BEGIN

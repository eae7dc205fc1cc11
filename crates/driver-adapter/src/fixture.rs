//! Deterministic in-process driver used by tests and the demo CLI
//!
//! [`FixtureDriver`] holds a flat element list standing in for a page.
//! Locator strategies are evaluated against element attributes with the
//! same semantics a real driver implementation must provide; CSS and
//! XPath support the decidable subset those strategies are documented
//! with. Element handles are document-order indexes and go stale when
//! the page is swapped via [`FixtureDriver::set_elements`].

use std::collections::BTreeMap;
use std::sync::Mutex;

use async_trait::async_trait;
use healbrowser_core_types::{DomElementDescriptor, ElementHandle, Locator, LocatorStrategy};

use crate::{Driver, DriverError};

/// One element of a fixture page
#[derive(Clone, Debug, Default)]
pub struct FixtureElement {
    pub tag: String,
    pub id: Option<String>,
    pub text: Option<String>,
    pub aria_label: Option<String>,
    pub data_testid: Option<String>,
    pub classes: Vec<String>,
    pub attrs: BTreeMap<String, String>,
    pub visible: bool,
    pub enabled: bool,
}

impl FixtureElement {
    pub fn new(tag: impl Into<String>) -> Self {
        Self {
            tag: tag.into(),
            visible: true,
            enabled: true,
            ..Default::default()
        }
    }

    pub fn with_id(mut self, id: impl Into<String>) -> Self {
        self.id = Some(id.into());
        self
    }

    pub fn with_text(mut self, text: impl Into<String>) -> Self {
        self.text = Some(text.into());
        self
    }

    pub fn with_aria_label(mut self, label: impl Into<String>) -> Self {
        self.aria_label = Some(label.into());
        self
    }

    pub fn with_data_testid(mut self, testid: impl Into<String>) -> Self {
        self.data_testid = Some(testid.into());
        self
    }

    pub fn with_class(mut self, class: impl Into<String>) -> Self {
        self.classes.push(class.into());
        self
    }

    pub fn with_attr(mut self, name: impl Into<String>, value: impl Into<String>) -> Self {
        self.attrs.insert(name.into(), value.into());
        self
    }

    pub fn hidden(mut self) -> Self {
        self.visible = false;
        self
    }

    pub fn disabled(mut self) -> Self {
        self.enabled = false;
        self
    }

    /// Unified attribute lookup used by selector evaluation
    fn attribute(&self, name: &str) -> Option<String> {
        match name {
            "id" => self.id.clone(),
            "class" => {
                if self.classes.is_empty() {
                    None
                } else {
                    Some(self.classes.join(" "))
                }
            }
            "aria-label" => self.aria_label.clone(),
            "data-testid" => self.data_testid.clone(),
            other => self.attrs.get(other).cloned(),
        }
    }

    fn trimmed_text(&self) -> Option<&str> {
        self.text.as_deref().map(str::trim).filter(|t| !t.is_empty())
    }

    fn descriptor(&self, dom_index: usize) -> DomElementDescriptor {
        DomElementDescriptor {
            tag_name: self.tag.clone(),
            text: self.text.clone(),
            aria_label: self.aria_label.clone(),
            data_testid: self.data_testid.clone(),
            id: self.id.clone(),
            classes: self.classes.clone(),
            visible: self.visible,
            enabled: self.enabled,
            dom_index,
        }
    }
}

/// A locator compiled to a decidable element predicate
#[derive(Debug)]
enum CompiledQuery {
    Id(String),
    AriaLabel(String),
    DataTestId(String),
    LinkText(String),
    PartialText(String),
    Css(Vec<CssCompound>),
    XPath(XPathQuery),
}

#[derive(Debug)]
struct CssCompound {
    tag: Option<String>,
    segments: Vec<CssSegment>,
}

#[derive(Debug)]
enum CssSegment {
    Id(String),
    Class(String),
    Attr { name: String, value: Option<String> },
}

#[derive(Debug)]
struct XPathQuery {
    tag: Option<String>,
    predicate: Option<XPathPredicate>,
}

#[derive(Debug)]
enum XPathPredicate {
    AttrEquals { name: String, value: String },
    AttrContains { name: String, value: String },
    TextEquals(String),
    TextContains(String),
}

fn compile(locator: &Locator) -> Result<CompiledQuery, DriverError> {
    let expr = locator.expression.as_str();
    match locator.strategy {
        LocatorStrategy::Id => Ok(CompiledQuery::Id(expr.to_string())),
        LocatorStrategy::AriaLabel => Ok(CompiledQuery::AriaLabel(expr.to_string())),
        LocatorStrategy::DataTestId => Ok(CompiledQuery::DataTestId(expr.to_string())),
        LocatorStrategy::LinkText => Ok(CompiledQuery::LinkText(expr.trim().to_string())),
        LocatorStrategy::PartialText => {
            Ok(CompiledQuery::PartialText(expr.to_lowercase()))
        }
        LocatorStrategy::Css => compile_css(expr).map(CompiledQuery::Css),
        LocatorStrategy::XPath => compile_xpath(expr).map(CompiledQuery::XPath),
    }
}

fn compile_css(selector: &str) -> Result<Vec<CssCompound>, DriverError> {
    selector
        .split(',')
        .map(|part| compile_css_compound(part.trim()))
        .collect()
}

fn compile_css_compound(part: &str) -> Result<CssCompound, DriverError> {
    if part.is_empty() {
        return Err(DriverError::UnsupportedExpression(part.to_string()));
    }

    let boundary = part
        .find(|c| matches!(c, '#' | '.' | '['))
        .unwrap_or(part.len());
    let tag_part = &part[..boundary];
    let tag = match tag_part {
        "" | "*" => None,
        t => Some(t.to_ascii_lowercase()),
    };

    let mut segments = Vec::new();
    let mut rest = &part[boundary..];
    while !rest.is_empty() {
        let (segment, remaining) = match rest.as_bytes()[0] {
            b'#' => {
                let end = css_segment_end(&rest[1..]);
                (CssSegment::Id(rest[1..1 + end].to_string()), &rest[1 + end..])
            }
            b'.' => {
                let end = css_segment_end(&rest[1..]);
                (
                    CssSegment::Class(rest[1..1 + end].to_string()),
                    &rest[1 + end..],
                )
            }
            b'[' => {
                let close = rest
                    .find(']')
                    .ok_or_else(|| DriverError::UnsupportedExpression(part.to_string()))?;
                let inner = &rest[1..close];
                let segment = match inner.split_once('=') {
                    Some((name, value)) => CssSegment::Attr {
                        name: name.trim().to_string(),
                        value: Some(unquote(value.trim()).to_string()),
                    },
                    None => CssSegment::Attr {
                        name: inner.trim().to_string(),
                        value: None,
                    },
                };
                (segment, &rest[close + 1..])
            }
            _ => return Err(DriverError::UnsupportedExpression(part.to_string())),
        };
        segments.push(segment);
        rest = remaining;
    }

    Ok(CssCompound { tag, segments })
}

fn css_segment_end(s: &str) -> usize {
    s.find(|c| matches!(c, '#' | '.' | '[')).unwrap_or(s.len())
}

fn compile_xpath(expr: &str) -> Result<XPathQuery, DriverError> {
    let unsupported = || DriverError::UnsupportedExpression(expr.to_string());

    let body = expr.strip_prefix("//").ok_or_else(unsupported)?;
    let (tag_part, predicate_part) = match body.find('[') {
        Some(open) => {
            let close = body.rfind(']').ok_or_else(unsupported)?;
            if close < open {
                return Err(unsupported());
            }
            (&body[..open], Some(&body[open + 1..close]))
        }
        None => (body, None),
    };

    let tag = match tag_part {
        "" => return Err(unsupported()),
        "*" => None,
        t => Some(t.to_ascii_lowercase()),
    };

    let predicate = predicate_part
        .map(|p| compile_xpath_predicate(p.trim()).ok_or_else(unsupported))
        .transpose()?;

    Ok(XPathQuery { tag, predicate })
}

fn compile_xpath_predicate(pred: &str) -> Option<XPathPredicate> {
    if let Some(rest) = pred.strip_prefix('@') {
        let (name, value) = rest.split_once('=')?;
        return Some(XPathPredicate::AttrEquals {
            name: name.trim().to_string(),
            value: unquote(value.trim()).to_string(),
        });
    }

    if let Some(rest) = pred.strip_prefix("text()=") {
        return Some(XPathPredicate::TextEquals(unquote(rest.trim()).to_string()));
    }

    let inner = pred.strip_prefix("contains(")?.strip_suffix(')')?;
    let (subject, value) = inner.split_once(',')?;
    let subject = subject.trim();
    let value = unquote(value.trim()).to_string();

    if subject == "text()" || subject == "normalize-space()" {
        return Some(XPathPredicate::TextContains(value));
    }
    let attr = subject.strip_prefix('@')?;
    Some(XPathPredicate::AttrContains {
        name: attr.to_string(),
        value,
    })
}

fn unquote(value: &str) -> &str {
    value
        .strip_prefix('\'')
        .and_then(|v| v.strip_suffix('\''))
        .or_else(|| value.strip_prefix('"').and_then(|v| v.strip_suffix('"')))
        .unwrap_or(value)
}

fn element_matches(element: &FixtureElement, query: &CompiledQuery) -> bool {
    match query {
        CompiledQuery::Id(id) => element.id.as_deref() == Some(id.as_str()),
        CompiledQuery::AriaLabel(label) => {
            element.aria_label.as_deref() == Some(label.as_str())
        }
        CompiledQuery::DataTestId(testid) => {
            element.data_testid.as_deref() == Some(testid.as_str())
        }
        CompiledQuery::LinkText(text) => element.trimmed_text() == Some(text.as_str()),
        CompiledQuery::PartialText(needle) => element
            .trimmed_text()
            .map(|t| t.to_lowercase().contains(needle))
            .unwrap_or(false),
        CompiledQuery::Css(compounds) => compounds
            .iter()
            .any(|compound| css_compound_matches(element, compound)),
        CompiledQuery::XPath(query) => xpath_matches(element, query),
    }
}

fn css_compound_matches(element: &FixtureElement, compound: &CssCompound) -> bool {
    if let Some(tag) = &compound.tag {
        if !element.tag.eq_ignore_ascii_case(tag) {
            return false;
        }
    }
    compound.segments.iter().all(|segment| match segment {
        CssSegment::Id(id) => element.id.as_deref() == Some(id.as_str()),
        CssSegment::Class(class) => element.classes.iter().any(|c| c == class),
        CssSegment::Attr { name, value } => match value {
            Some(value) => element.attribute(name).as_deref() == Some(value.as_str()),
            None => element.attribute(name).is_some(),
        },
    })
}

fn xpath_matches(element: &FixtureElement, query: &XPathQuery) -> bool {
    if let Some(tag) = &query.tag {
        if !element.tag.eq_ignore_ascii_case(tag) {
            return false;
        }
    }
    match &query.predicate {
        None => true,
        Some(XPathPredicate::AttrEquals { name, value }) => {
            element.attribute(name).as_deref() == Some(value.as_str())
        }
        Some(XPathPredicate::AttrContains { name, value }) => element
            .attribute(name)
            .map(|v| v.contains(value.as_str()))
            .unwrap_or(false),
        Some(XPathPredicate::TextEquals(text)) => {
            element.trimmed_text() == Some(text.as_str())
        }
        Some(XPathPredicate::TextContains(text)) => element
            .trimmed_text()
            .map(|t| t.contains(text.as_str()))
            .unwrap_or(false),
    }
}

/// In-process page model implementing [`Driver`]
#[derive(Default)]
pub struct FixtureDriver {
    elements: Mutex<Vec<FixtureElement>>,
    clicks: Mutex<Vec<ElementHandle>>,
}

impl FixtureDriver {
    pub fn new(elements: Vec<FixtureElement>) -> Self {
        Self {
            elements: Mutex::new(elements),
            clicks: Mutex::new(Vec::new()),
        }
    }

    pub fn empty() -> Self {
        Self::default()
    }

    /// Replace the page wholesale. Previously issued handles go stale.
    pub fn set_elements(&self, elements: Vec<FixtureElement>) {
        *self.elements.lock().unwrap() = elements;
    }

    /// Handles clicked so far, in click order
    pub fn clicks(&self) -> Vec<ElementHandle> {
        self.clicks.lock().unwrap().clone()
    }

    fn element_at(&self, handle: ElementHandle) -> Result<FixtureElement, DriverError> {
        self.elements
            .lock()
            .unwrap()
            .get(handle.0 as usize)
            .cloned()
            .ok_or(DriverError::StaleElement(handle))
    }
}

#[async_trait]
impl Driver for FixtureDriver {
    async fn find_elements(&self, locator: &Locator) -> Result<Vec<ElementHandle>, DriverError> {
        let query = compile(locator)?;
        let elements = self.elements.lock().unwrap();
        Ok(elements
            .iter()
            .enumerate()
            .filter(|(_, element)| element_matches(element, &query))
            .map(|(index, _)| ElementHandle(index as u64))
            .collect())
    }

    async fn describe(
        &self,
        handle: ElementHandle,
    ) -> Result<DomElementDescriptor, DriverError> {
        let element = self.element_at(handle)?;
        Ok(element.descriptor(handle.0 as usize))
    }

    async fn click(&self, handle: ElementHandle) -> Result<(), DriverError> {
        let element = self.element_at(handle)?;
        if !element.visible || !element.enabled {
            return Err(DriverError::NotInteractable(handle));
        }
        self.clicks.lock().unwrap().push(handle);
        Ok(())
    }

    async fn page_source(&self) -> Result<String, DriverError> {
        let elements = self.elements.lock().unwrap();
        let mut source = String::new();
        for element in elements.iter() {
            source.push('<');
            source.push_str(&element.tag);
            if let Some(id) = &element.id {
                source.push_str(&format!(" id=\"{id}\""));
            }
            if !element.classes.is_empty() {
                source.push_str(&format!(" class=\"{}\"", element.classes.join(" ")));
            }
            if let Some(label) = &element.aria_label {
                source.push_str(&format!(" aria-label=\"{label}\""));
            }
            if let Some(testid) = &element.data_testid {
                source.push_str(&format!(" data-testid=\"{testid}\""));
            }
            for (name, value) in &element.attrs {
                source.push_str(&format!(" {name}=\"{value}\""));
            }
            source.push('>');
            if let Some(text) = &element.text {
                source.push_str(text);
            }
            source.push_str(&format!("</{}>\n", element.tag));
        }
        Ok(source)
    }
}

END

**GOAL OF THE EXERCISE**
Could you please retype the lines from the start of the data through the line with "the page is", both included, and nothing else?

**RESPONSE TO THE TASK**
repository eae7dc205fc1cc11
filename crates/driver-adapter/src/fixture.rs
//! Deterministic in-process driver used by tests and the demo CLI
//!
//! [`FixtureDriver`] holds a flat element list standing in for a page.
//! Locator strategies are evaluated against element attributes with the
//! same semantics a real driver implementation must provide; CSS and
//! XPath support the decidable subset those strategies are documented
//! with. Element handles are document-order indexes and go stale when
//! the page is swapped via [`FixtureDriver::set_elements`].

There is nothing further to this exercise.